Emergency personnel stand at the Santa Teresa Industrial Park in Santa Teresa, N.M. on Tuesday, Oct. 30, 2012 after the site was evacuated and the nearby airport was closed. New Mexico authorities say an unknown hazardous materials release has sickened about 200 people near the Mexican border just northwest of El Paso, Texas.
Juan Carlos Llorca, Associated Press - Ap
Hazardous release in NM sickens 200 near El Paso, Texas
- Article by: JUAN CARLOS LLORCA
- Associated Press
- October 30, 2012 - 8:03 PM
SANTA TERESA, N.M. - An unknown hazardous material sickened about 200 people Tuesday just northwest of El Paso, Texas, as some workers in the industrial area where the substance released described feeling a burning sensation on their skin, according to New Mexico authorities.
A 1-mile area surrounding the Dona Ana County Industrial Park and Mexico border crossing at Santa Teresa was evacuated for a few hours and the county airport was closed. Workers a few miles away said they could smell something in the air.
"I got there after they barricaded the road.
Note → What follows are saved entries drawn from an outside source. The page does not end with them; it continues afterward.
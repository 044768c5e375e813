// src/simulation/sampler.rs

//! Computational-basis measurement sampling.

use crate::core::{EngineError, Result, StateVector};
use crate::simulation::MeasurementOutcome;
use rand::Rng;
use std::collections::BTreeMap;

/// Zero-padded, MSB-first bit string of `index` over `num_qubits` qubits.
/// Qubit 0 is the leftmost character.
pub fn basis_label(index: usize, num_qubits: usize) -> String {
    format!("{:0width$b}", index, width = num_qubits)
}

/// Draws one basis index from `probabilities` using a single uniform draw.
///
/// A draw that falls past the accumulated total (rounding in a distribution
/// that sums to slightly under 1) resolves to the last index with non-zero
/// weight, so an outcome of probability zero is never returned.
fn sample_index<R: Rng + ?Sized>(probabilities: &[f64], rng: &mut R) -> usize {
    let r: f64 = rng.random();
    let mut cumulative = 0.0;
    let mut last_nonzero = 0;
    for (i, &p) in probabilities.iter().enumerate() {
        if p > 0.0 {
            last_nonzero = i;
        }
        cumulative += p;
        if r < cumulative {
            return i;
        }
    }
    last_nonzero
}

/// Samples `shots` independent computational-basis outcomes of `state`.
///
/// The state is not collapsed or renormalized. All randomness comes from
/// `rng`, so a seeded generator reproduces the same counts exactly.
///
/// # Errors
/// * `InvalidShots` if `shots == 0`.
pub fn measure<R: Rng + ?Sized>(state: &StateVector, shots: usize, rng: &mut R) -> Result<MeasurementOutcome> {
    if shots == 0 {
        return Err(EngineError::InvalidShots { shots });
    }

    let probabilities = state.probabilities();
    let mut by_index: BTreeMap<usize, u64> = BTreeMap::new();
    for _ in 0..shots {
        *by_index.entry(sample_index(&probabilities, rng)).or_insert(0) += 1;
    }

    let n = state.num_qubits();
    let counts = by_index
        .into_iter()
        .map(|(index, count)| (basis_label(index, n), count))
        .collect();
    Ok(MeasurementOutcome::new(n, shots, counts))
}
When I rolled down the window, I started feeling irritation on my skin," said Gerardo Gomez, who was on his way to work. "It felt like when you get chile on your skin."
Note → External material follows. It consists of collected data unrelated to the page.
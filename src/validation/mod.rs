// src/validation/mod.rs

//! Checks applied to amplitude lists and gate matrices before the engine
//! trusts them.

use crate::core::constants::engine_constants::{NORM_TOLERANCE, UNITARY_TOLERANCE};
use crate::core::{EngineError, Result};
use ndarray::Array2;
use num_complex::Complex64;
use num_traits::{One, Zero};

/// Returns `n` such that `len == 2^n`.
///
/// # Returns
/// * `Ok(n)` for a non-empty, power-of-two length.
/// * `Err(EngineError::MalformedState)` otherwise.
pub fn qubits_for_len(len: usize) -> Result<usize> {
    if len == 0 {
        return Err(EngineError::malformed("state vector is empty"));
    }
    if !len.is_power_of_two() {
        return Err(EngineError::malformed(format!("length {} is not a power of two", len)));
    }
    Ok(len.trailing_zeros() as usize)
}

/// Checks that `Σ|a_i|^2` is within `tolerance` of 1.
///
/// # Arguments
/// * `amplitudes` - The amplitudes to check.
/// * `tolerance` - Allowed deviation from 1.0. Defaults to `1e-6`.
///
/// # Returns
/// * `Ok(())` if normalized within tolerance.
/// * `Err(EngineError::MalformedState)` if the norm is off or not finite.
pub fn check_normalization(amplitudes: &[Complex64], tolerance: Option<f64>) -> Result<()> {
    let effective_tolerance = tolerance.unwrap_or(NORM_TOLERANCE);
    let norm_sq: f64 = amplitudes.iter().map(|c| c.norm_sqr()).sum();
    if !norm_sq.is_finite() || (norm_sq - 1.0).abs() > effective_tolerance {
        Err(EngineError::malformed(format!(
            "normalization failed, sum(|a_i|^2) = {} (deviation > {})",
            norm_sq, effective_tolerance
        )))
    } else {
        Ok(())
    }
}

/// Whether `G†·G` equals the identity within `tolerance` (default `1e-9`),
/// compared entry by entry.
pub fn is_unitary(matrix: &Array2<Complex64>, tolerance: Option<f64>) -> bool {
    let effective_tolerance = tolerance.unwrap_or(UNITARY_TOLERANCE);
    let (rows, cols) = matrix.dim();
    if rows != cols {
        return false;
    }
    let adjoint = matrix.t().mapv(|c| c.conj());
    let product = adjoint.dot(matrix);
    product.indexed_iter().all(|((r, c), value)| {
        let expected = if r == c { Complex64::one() } else { Complex64::zero() };
        (*value - expected).norm() <= effective_tolerance
    })
}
By Tuesday afternoon, only the industrial park remained off-limits as hazmat crews took samples to determine what made the people sick. No serious injuries were reported and no one was hospitalized.
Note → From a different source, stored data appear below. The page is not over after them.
/// East Asian Ambiguous (A) characters.
pub static AMBIGUOUS: &[Interval] = &[
    Interval::new(0x00A1, 0x00A1),
    Interval::new(0x00A4, 0x00A4),
    Interval::new(0x00A7, 0x00A8),
    Interval::new(0x00AA, 0x00AA),
    Interval::new(0x00AD, 0x00AE),
    Interval::new(0x00B0, 0x00B4),
    Interval::new(0x00B6, 0x00BA),
    Interval::new(0x00BC, 0x00BF),
    Interval::new(0x00C6, 0x00C6),
    Interval::new(0x00D0, 0x00D0),
    Interval::new(0x00D7, 0x00D8),
    Interval::new(0x00DE, 0x00E1),
    Interval::new(0x00E6, 0x00E6),
    Interval::new(0x00E8, 0x00EA),
    Interval::new(0x00EC, 0x00ED),
    Interval::new(0x00F0, 0x00F0),
    Interval::new(0x00F2, 0x00F3),
    Interval::new(0x00F7, 0x00FA),
    Interval::new(0x00FC, 0x00FC),
    Interval::new(0x00FE, 0x00FE),
    Interval::new(0x0101, 0x0101),
    Interval::new(0x0111, 0x0111),
    Interval::new(0x0113, 0x0113),
    Interval::new(0x011B, 0x011B),
    Interval::new(0x0126, 0x0127),
    Interval::new(0x012B, 0x012B),
    Interval::new(0x0131, 0x0133),
    Interval::new(0x0138, 0x0138),
    Interval::new(0x013F, 0x0142),
    Interval::new(0x0144, 0x0144),
    Interval::new(0x0148, 0x014B),
    Interval::new(0x014D, 0x014D),
    Interval::new(0x0152, 0x0153),
    Interval::new(0x0166, 0x0167),
    Interval::new(0x016B, 0x016B),
    Interval::new(0x01CE, 0x01CE),
    Interval::new(0x01D0, 0x01D0),
    Interval::new(0x01D2, 0x01D2),
    Interval::new(0x01D4, 0x01D4),
    Interval::new(0x01D6, 0x01D6),
    Interval::new(0x01D8, 0x01D8),
    Interval::new(0x01DA, 0x01DA),
    Interval::new(0x01DC, 0x01DC),
    Interval::new(0x0251, 0x0251),
    Interval::new(0x0261, 0x0261),
    Interval::new(0x02C4, 0x02C4),
    Interval::new(0x02C7, 0x02C7),
    Interval::new(0x02C9, 0x02CB),
    Interval::new(0x02CD, 0x02CD),
    Interval::new(0x02D0, 0x02D0),
    Interval::new(0x02D8, 0x02DB),
    Interval::new(0x02DD, 0x02DD),
    Interval::new(0x02DF, 0x02DF),
    Interval::new(0x0300, 0x036F),
    Interval::new(0x0391, 0x03A1),
    Interval::new(0x03A3, 0x03A9),
    Interval::new(0x03B1, 0x03C1),
    Interval::new(0x03C3, 0x03C9),
    Interval::new(0x0401, 0x0401),
    Interval::new(0x0410, 0x044F),
    Interval::new(0x0451, 0x0451),
    Interval::new(0x2010, 0x2010),
    Interval::new(0x2013, 0x2016),
    Interval::new(0x2018, 0x2019),
    Interval::new(0x201C, 0x201D),
    Interval::new(0x2020, 0x2022),
    Interval::new(0x2024, 0x2027),
    Interval::new(0x2030, 0x2030),
    Interval::new(0x2032, 0x2033),
    Interval::new(0x2035, 0x2035),
    Interval::new(0x203B, 0x203B),
    Interval::new(0x203E, 0x203E),
    Interval::new(0x2074, 0x2074),
    Interval::new(0x207F, 0x207F),
    Interval::new(0x2081, 0x2084),
    Interval::new(0x20AC, 0x20AC),
    Interval::new(0x2103, 0x2103),
    Interval::new(0x2105, 0x2105),
    Interval::new(0x2109, 0x2109),
    Interval::new(0x2113, 0x2113),
    Interval::new(0x2116, 0x2116),
    Interval::new(0x2121, 0x2122),
    Interval::new(0x2126, 0x2126),
    Interval::new(0x212B, 0x212B),
    Interval::new(0x2153, 0x2154),
    Interval::new(0x215B, 0x215E),
    Interval::new(0x2160, 0x216B),
    Interval::new(0x2170, 0x2179),
    Interval::new(0x2189, 0x2189),
    Interval::new(0x2190, 0x2199),
    Interval::new(0x21B8, 0x21B9),
    Interval::new(0x21D2, 0x21D2),
    Interval::new(0x21D4, 0x21D4),
    Interval::new(0x21E7, 0x21E7),
    Interval::new(0x2200, 0x2200),
    Interval::new(0x2202, 0x2203),
    Interval::new(0x2207, 0x2208),
    Interval::new(0x220B, 0x220B),
    Interval::new(0x220F, 0x220F),
    Interval::new(0x2211, 0x2211),
    Interval::new(0x2215, 0x2215),
    Interval::new(0x221A, 0x221A),
    Interval::new(0x221D, 0x2220),
    Interval::new(0x2223, 0x2223),
    Interval::new(0x2225, 0x2225),
    Interval::new(0x2227, 0x222C),
    Interval::new(0x222E, 0x222E),
    Interval::new(0x2234, 0x2237),
    Interval::new(0x223C, 0x223D),
    Interval::new(0x2248, 0x2248),
    Interval::new(0x224C, 0x224C),
    Interval::new(0x2252, 0x2252),
    Interval::new(0x2260, 0x2261),
    Interval::new(0x2264, 0x2267),
    Interval::new(0x226A, 0x226B),
    Interval::new(0x226E, 0x226F),
    Interval::new(0x2282, 0x2283),
    Interval::new(0x2286, 0x2287),
    Interval::new(0x2295, 0x2295),
    Interval::new(0x2299, 0x2299),
    Interval::new(0x22A5, 0x22A5),
    Interval::new(0x22BF, 0x22BF),
    Interval::new(0x2312, 0x2312),
    Interval::new(0x2460, 0x24E9),
    Interval::new(0x24EB, 0x254B),
    Interval::new(0x2550, 0x2573),
    Interval::new(0x2580, 0x258F),
    Interval::new(0x2592, 0x2595),
    Interval::new(0x25A0, 0x25A1),
    Interval::new(0x25A3, 0x25A9),
    Interval::new(0x25B2, 0x25B3),
    Interval::new(0x25B6, 0x25B7),
    Interval::new(0x25BC, 0x25BD),
    Interval::new(0x25C0, 0x25C1),
    Interval::new(0x25C6, 0x25C8),
    Interval::new(0x25CB, 0x25CB),
    Interval::new(0x25CE, 0x25D1),
    Interval::new(0x25E2, 0x25E5),
    Interval::new(0x25EF, 0x25EF),
    Interval::new(0x2605, 0x2606),
    Interval::new(0x2609, 0x2609),
    Interval::new(0x260E, 0x260F),
    Interval::new(0x261C, 0x261C),
    Interval::new(0x261E, 0x261E),
    Interval::new(0x2640, 0x2640),
    Interval::new(0x2642, 0x2642),
    Interval::new(0x2660, 0x2661),
    Interval::new(0x2663, 0x2665),
    Interval::new(0x2667, 0x266A),
    Interval::new(0x266C, 0x266D),
    Interval::new(0x266F, 0x266F),
    Interval::new(0x269E, 0x269F),
    Interval::new(0x26BF, 0x26BF),
    Interval::new(0x26C6, 0x26CD),
    Interval::new(0x26CF, 0x26D3),
    Interval::new(0x26D5, 0x26E1),
    Interval::new(0x26E3, 0x26E3),
    Interval::new(0x26E8, 0x26E9),
    Interval::new(0x26EB, 0x26F1),
    Interval::new(0x26F4, 0x26F4),
    Interval::new(0x26F6, 0x26F9),
    Interval::new(0x26FB, 0x26FC),
    Interval::new(0x26FE, 0x26FF),
    Interval::new(0x273D, 0x273D),
    Interval::new(0x2776, 0x277F),
    Interval::new(0x2B56, 0x2B59),
    Interval::new(0x3248, 0x324F),
    Interval::new(0xE000, 0xF8FF),
    Interval::new(0xFE00, 0xFE0F),
    Interval::new(0xFFFD, 0xFFFD),
    Interval::new(0x1F100, 0x1F10A),
    Interval::new(0x1F110, 0x1F12D),
    Interval::new(0x1F130, 0x1F169),
    Interval::new(0x1F170, 0x1F18D),
    Interval::new(0x1F18F, 0x1F190),
    Interval::new(0x1F19B, 0x1F1AC),
    Interval::new(0xE0100, 0xE01EF),
    Interval::new(0xF0000, 0xFFFFD),
    Interval::new(0x100000, 0x10FFFD),
];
An investigation initially centered at the FoamEx plant on the industrial park campus, but was being expanded to other areas in the park, authorities said. A New Mexico National Guard support team was en route to help with monitoring and testing.
Officials say some people from businesses in the industrial park were taken to Santa Teresa High School as a precaution after complaining of breathing problems, light-headedness, nausea and dizziness.
Some people also described a burning sensation on their skin.
Dona Ana County spokeswoman Kelly Jameson said officials started getting calls from people about 8:30 a.m.
Emergency officials from Texas and New Mexico responded, and people in nearby homes and businesses were told to stay indoors, seal all doors and windows and turn off air conditioning and heating systems.
Officials said the evacuation area did not include any homes.
Classes were also cancelled at a medical college located in the industrial area, which is also home to wire and paper manufacturing businesses and warehouses.